Each invocation gets a unique internal name (<pluginname>-<counter>) so the same plugin can be loaded multiple times — useful for plugins that take parameters and you want several concurrent instances.

autoload

autoload() — iterate over every plugin marked autoload for the current project and load each one. Equivalent to calling load once per autoload plugin. This is also what OctoPwn calls automatically at project startup when the plugin loader util is started.

loaddev

loaddev(pluginpath, pluginname=None)development flavour of load that takes an arbitrary file system path instead of a managed plugin name. Use this when iterating on a plugin in the OctoPwn IDE — point it at the file you're editing and it will hot-load the new revision (a fresh OctoPwnPlugin instance) without touching the managed plugin store.

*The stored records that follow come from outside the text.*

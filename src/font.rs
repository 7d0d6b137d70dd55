//! Font loading and glyph rasterization.
//!
//! Loading is an explicit initialization step: `FontSet::load` returns a
//! capability object the render pipeline takes by reference, so nothing in
//! the drawing path touches the filesystem. A missing or unreadable font
//! file degrades to a builtin 5x7 bitmap face with a warning instead of
//! failing the render.

use std::path::Path;

use crate::error::{TimegridError, TimegridResult};

/// Measured extent of a single rendered line.
#[derive(Clone, Copy, Debug)]
pub struct TextMetrics {
    pub width: f64,
    pub height: f64,
    pub ascent: f64,
}

pub enum FontFace {
    Ttf(fontdue::Font),
    /// Minimal 5x7 bitmap face. Uppercase-only letterforms; lowercase input
    /// is folded, unknown characters draw as a hollow box.
    Builtin,
}

impl FontFace {
    pub fn from_file(path: &Path) -> TimegridResult<Self> {
        let bytes = std::fs::read(path).map_err(|e| {
            TimegridError::asset(format!("read font '{}': {e}", path.display()))
        })?;
        let font = fontdue::Font::from_bytes(bytes, fontdue::FontSettings::default())
            .map_err(|e| TimegridError::asset(format!("parse font '{}': {e}", path.display())))?;
        Ok(Self::Ttf(font))
    }

    pub fn measure(&self, text: &str, px: f32) -> TextMetrics {
        match self {
            Self::Ttf(font) => {
                let (ascent, descent) = match font.horizontal_line_metrics(px) {
                    Some(m) => (f64::from(m.ascent), f64::from(m.descent)),
                    None => (f64::from(px) * 0.8, f64::from(px) * -0.2),
                };
                let mut width = 0.0f64;
                for ch in text.chars() {
                    let metrics = font.metrics(ch, px);
                    width += f64::from(metrics.advance_width);
                }
                TextMetrics {
                    width,
                    height: ascent - descent,
                    ascent,
                }
            }
            Self::Builtin => {
                // Same integer cell as rasterization, so measured and drawn
                // widths agree exactly.
                let cell = builtin_cell(px) as f64;
                TextMetrics {
                    width: (text.chars().count() as f64) * 6.0 * cell,
                    height: 9.0 * cell,
                    ascent: 7.0 * cell,
                }
            }
        }
    }

    /// Rasterize `text` with its top-left corner at the local origin and
    /// emit `(x, y, coverage)` per touched pixel. Callers translate and
    /// blend; this stays purely geometric.
    pub fn for_each_coverage(&self, text: &str, px: f32, emit: &mut dyn FnMut(i64, i64, u8)) {
        match self {
            Self::Ttf(font) => {
                let ascent = self.measure(text, px).ascent;
                let mut caret = 0.0f32;
                for ch in text.chars() {
                    let (metrics, bitmap) = font.rasterize(ch, px);
                    let x0 = (f64::from(caret) + f64::from(metrics.xmin)).round() as i64;
                    let y0 = (ascent - f64::from(metrics.ymin) - metrics.height as f64).round()
                        as i64;
                    for row in 0..metrics.height {
                        for col in 0..metrics.width {
                            let cov = bitmap[row * metrics.width + col];
                            if cov > 0 {
                                emit(x0 + col as i64, y0 + row as i64, cov);
                            }
                        }
                    }
                    caret += metrics.advance_width;
                }
            }
            Self::Builtin => {
                let cell = builtin_cell(px);
                for (i, ch) in text.chars().enumerate() {
                    let glyph = builtin_glyph(ch);
                    let gx = i as i64 * 6 * cell;
                    for (row, bits) in glyph.iter().enumerate() {
                        for col in 0..5usize {
                            if bits & (0b1_0000 >> col) != 0 {
                                for dy in 0..cell {
                                    for dx in 0..cell {
                                        emit(
                                            gx + col as i64 * cell + dx,
                                            row as i64 * cell + dy,
                                            255,
                                        );
                                    }
                                }
                            }
                        }
                    }
                }
            }
        }
    }
}

pub struct FontSet {
    pub regular: FontFace,
    pub bold: FontFace,
}

impl FontSet {
    /// Load the two faces, degrading each independently to the builtin face.
    pub fn load(regular: Option<&Path>, bold: Option<&Path>) -> Self {
        Self {
            regular: Self::load_face(regular, "regular"),
            bold: Self::load_face(bold, "bold"),
        }
    }

    pub fn builtin() -> Self {
        Self {
            regular: FontFace::Builtin,
            bold: FontFace::Builtin,
        }
    }

    fn load_face(path: Option<&Path>, role: &str) -> FontFace {
        let Some(path) = path else {
            return FontFace::Builtin;
        };
        match FontFace::from_file(path) {
            Ok(face) => face,
            Err(err) => {
                tracing::warn!(%err, role, "font unavailable, using builtin face");
                FontFace::Builtin
            }
        }
    }
}

fn builtin_cell(px: f32) -> i64 {
    ((f64::from(px) / 9.0).round() as i64).max(1)
}

/// 5x7 letterforms, one byte per row, bit 4 = leftmost column.
fn builtin_glyph(ch: char) -> [u8; 7] {
    let ch = ch.to_ascii_uppercase();
    match ch {
        ' ' => [0, 0, 0, 0, 0, 0, 0],
        'A' => [0b01110, 0b10001, 0b10001, 0b11111, 0b10001, 0b10001, 0b10001],
        'B' => [0b11110, 0b10001, 0b10001, 0b11110, 0b10001, 0b10001, 0b11110],
        'C' => [0b01110, 0b10001, 0b10000, 0b10000, 0b10000, 0b10001, 0b01110],
        'D' => [0b11110, 0b10001, 0b10001, 0b10001, 0b10001, 0b10001, 0b11110],
        'E' => [0b11111, 0b10000, 0b10000, 0b11110, 0b10000, 0b10000, 0b11111],
        'F' => [0b11111, 0b10000, 0b10000, 0b11110, 0b10000, 0b10000, 0b10000],
        'G' => [0b01110, 0b10001, 0b10000, 0b10111, 0b10001, 0b10001, 0b01111],
        'H' => [0b10001, 0b10001, 0b10001, 0b11111, 0b10001, 0b10001, 0b10001],
        'I' => [0b01110, 0b00100, 0b00100, 0b00100, 0b00100, 0b00100, 0b01110],
        'J' => [0b00111, 0b00010, 0b00010, 0b00010, 0b00010, 0b10010, 0b01100],
        'K' => [0b10001, 0b10010, 0b10100, 0b11000, 0b10100, 0b10010, 0b10001],
        'L' => [0b10000, 0b10000, 0b10000, 0b10000, 0b10000, 0b10000, 0b11111],
        'M' => [0b10001, 0b11011, 0b10101, 0b10101, 0b10001, 0b10001, 0b10001],
        'N' => [0b10001, 0b11001, 0b10101, 0b10011, 0b10001, 0b10001, 0b10001],
        'O' => [0b01110, 0b10001, 0b10001, 0b10001, 0b10001, 0b10001, 0b01110],
        'P' => [0b11110, 0b10001, 0b10001, 0b11110, 0b10000, 0b10000, 0b10000],
        'Q' => [0b01110, 0b10001, 0b10001, 0b10001, 0b10101, 0b10010, 0b01101],
        'R' => [0b11110, 0b10001, 0b10001, 0b11110, 0b10100, 0b10010, 0b10001],
        'S' => [0b01111, 0b10000, 0b10000, 0b01110, 0b00001, 0b00001, 0b11110],
        'T' => [0b11111, 0b00100, 0b00100, 0b00100, 0b00100, 0b00100, 0b00100],
        'U' => [0b10001, 0b10001, 0b10001, 0b10001, 0b10001, 0b10001, 0b01110],
        'V' => [0b10001, 0b10001, 0b10001, 0b10001, 0b10001, 0b01010, 0b00100],
        'W' => [0b10001, 0b10001, 0b10001, 0b10101, 0b10101, 0b10101, 0b01010],
        'X' => [0b10001, 0b10001, 0b01010, 0b00100, 0b01010, 0b10001, 0b10001],
        'Y' => [0b10001, 0b10001, 0b01010, 0b00100, 0b00100, 0b00100, 0b00100],
        'Z' => [0b11111, 0b00001, 0b00010, 0b00100, 0b01000, 0b10000, 0b11111],
        '0' => [0b01110, 0b10001, 0b10011, 0b10101, 0b11001, 0b10001, 0b01110],
        '1' => [0b00100, 0b01100, 0b00100, 0b00100, 0b00100, 0b00100, 0b01110],
        '2' => [0b01110, 0b10001, 0b00001, 0b00010, 0b00100, 0b01000, 0b11111],
        '3' => [0b11111, 0b00010, 0b00100, 0b00010, 0b00001, 0b10001, 0b01110],
        '4' => [0b00010, 0b00110, 0b01010, 0b10010, 0b11111, 0b00010, 0b00010],
        '5' => [0b11111, 0b10000, 0b11110, 0b00001, 0b00001, 0b10001, 0b01110],
        '6' => [0b00110, 0b01000, 0b10000, 0b11110, 0b10001, 0b10001, 0b01110],
        '7' => [0b11111, 0b00001, 0b00010, 0b00100, 0b01000, 0b01000, 0b01000],
        '8' => [0b01110, 0b10001, 0b10001, 0b01110, 0b10001, 0b10001, 0b01110],
        '9' => [0b01110, 0b10001, 0b10001, 0b01111, 0b00001, 0b00010, 0b01100],
        ':' => [0b00000, 0b00100, 0b00100, 0b00000, 0b00100, 0b00100, 0b00000],
        '.' => [0b00000, 0b00000, 0b00000, 0b00000, 0b00000, 0b00100, 0b00100],
        ',' => [0b00000, 0b00000, 0b00000, 0b00000, 0b00100, 0b00100, 0b01000],
        '-' => [0b00000, 0b00000, 0b00000, 0b01110, 0b00000, 0b00000, 0b00000],
        '/' => [0b00001, 0b00001, 0b00010, 0b00100, 0b01000, 0b10000, 0b10000],
        '(' => [0b00010, 0b00100, 0b01000, 0b01000, 0b01000, 0b00100, 0b00010],
        ')' => [0b01000, 0b00100, 0b00010, 0b00010, 0b00010, 0b00100, 0b01000],
        '@' => [0b01110, 0b10001, 0b10111, 0b10101, 0b10111, 0b10000, 0b01110],
        _ => [0b11111, 0b10001, 0b10001, 0b10001, 0b10001, 0b10001, 0b11111],
    }
}
//! # JSON File Store
//!
//! Keeps the cart as one JSON document on disk.
//!
//! ## Load / Save
//! ```text
//! ┌─────────────────────────────────────────────────────────────────────────┐
//! │  load()                                                                 │
//! │    read file ── NotFound ──────────────► debug!  → Cart::default()      │
//! │        │     └─ other I/O error ───────► warn!   → Cart::default()      │
//! │        ▼                                                                │
//! │    parse JSON ── invalid ──────────────► warn!   → Cart::default()      │
//! │        │                                                                │
//! │        ▼                                                                │
//! │    Cart                                                                 │
//! │                                                                         │
//! │  save(cart)                                                             │
//! │    create parent dirs ─► encode (compact) ─► write whole file           │
//! └─────────────────────────────────────────────────────────────────────────┘
//! ```
//!
//! The file is rewritten in full on every save; last write wins.

use std::fs;
use std::io::ErrorKind;
use std::path::{Path, PathBuf};

use checkout_core::{Cart, CartStore};
use tracing::{debug, warn};

use crate::error::{StoreError, StoreResult};

/// Default file name, relative to the working directory.
pub const DEFAULT_DB_FILE: &str = "db.json";

/// Cart storage backed by a JSON file.
///
/// ## Example
/// ```rust,no_run
/// use checkout_core::CartStore;
/// use checkout_store::JsonFileStore;
///
/// let store = JsonFileStore::new("./data/db.json");
/// let cart = store.load(); // empty if the file does not exist yet
/// assert!(cart.items.is_empty());
/// ```
#[derive(Debug, Clone)]
pub struct JsonFileStore {
    path: PathBuf,
}

impl JsonFileStore {
    /// Creates a store for `path`. Nothing is touched until the first
    /// load or save.
    pub fn new(path: impl Into<PathBuf>) -> Self {
        JsonFileStore { path: path.into() }
    }

    pub fn path(&self) -> &Path {
        &self.path
    }

    fn write(&self, cart: &Cart) -> StoreResult<()> {
        if let Some(parent) = self.path.parent() {
            if !parent.as_os_str().is_empty() {
                fs::create_dir_all(parent).map_err(|e| StoreError::io(parent, e))?;
            }
        }

        let json = serde_json::to_string(cart)?;
        fs::write(&self.path, json).map_err(|e| StoreError::io(&self.path, e))?;

        debug!(path = %self.path.display(), items = cart.items.len(), "Cart saved");
        Ok(())
    }
}

impl Default for JsonFileStore {
    fn default() -> Self {
        JsonFileStore::new(DEFAULT_DB_FILE)
    }
}

impl CartStore for JsonFileStore {
    type Error = StoreError;

    fn load(&self) -> Cart {
        let raw = match fs::read_to_string(&self.path) {
            Ok(raw) => raw,
            Err(e) if e.kind() == ErrorKind::NotFound => {
                debug!(path = %self.path.display(), "No stored cart, starting empty");
                return Cart::default();
            }
            Err(e) => {
                warn!(path = %self.path.display(), error = %e, "Stored cart unreadable, starting empty");
                return Cart::default();
            }
        };

        match serde_json::from_str(&raw) {
            Ok(cart) => cart,
            Err(e) => {
                warn!(path = %self.path.display(), error = %e, "Stored cart corrupt, starting empty");
                Cart::default()
            }
        }
    }

    fn save(&mut self, cart: Cart) -> Result<(), StoreError> {
        self.write(&cart)
    }
}

// =============================================================================
// Unit Tests
// =============================================================================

loaddev is for development only

loaddev runs any Python file you point it at. Don't expose it to untrusted operators, and don't load files of unknown provenance — a plugin has the same access to the OctoPwn object as any built-in module (credentials, sessions, targets, network).

Authoring plugins

A minimal plugin that prints "hello" once a minute:

import asyncio


class OctoPwnPlugin:
    def __init__(self):
        self.octopwn = None
        self.print = None

    async def pluginsetup(self, name, octopwnobj, print_cb, client_id):
        self.octopwn = octopwnobj
        self.print = print_cb

    async def run(self):
        while True:
            await self.print('hello from a plugin')
            await asyncio.sleep(60)

For richer plugins (registering credential / session handlers, calling into core modules, creating sessions on the fly) see the function stubs and language server in the IDE — the stubs document the full OctoPwnPlugin contract and the octopwnobj API surface.

Limitations and caveats

  • No sandboxing. Plugins run in the same Python interpreter as OctoPwn itself. They have full access to octopwnobj (credentials, sessions, targets) and to the host filesystem (subject to the WASM sandbox in the browser build).
  • No automatic reload. Editing a plugin file does not re-run the plugin — invoke loaddev (dev) or stop and re-load (managed) to pick up changes.
  • run() is awaited as a task. A plugin whose run() returns immediately is effectively a one-shot — that's fine, but be aware there's no way to "tick" a plugin from the loader after run() completes.
  • Errors during pluginsetup or run are printed to the session but do not crash OctoPwn. Long-running plugins should try/except their main loop to avoid silently dying on transient errors.

See also

  • IDE utility — the in-browser editor with autocompletion / stubs for authoring plugins.
  • Python console — when a plugin is overkill and you just want to run a few lines of Python against octopwnobj.
  • OctoPwn IDE Language Server — the function stubs that define the plugin API.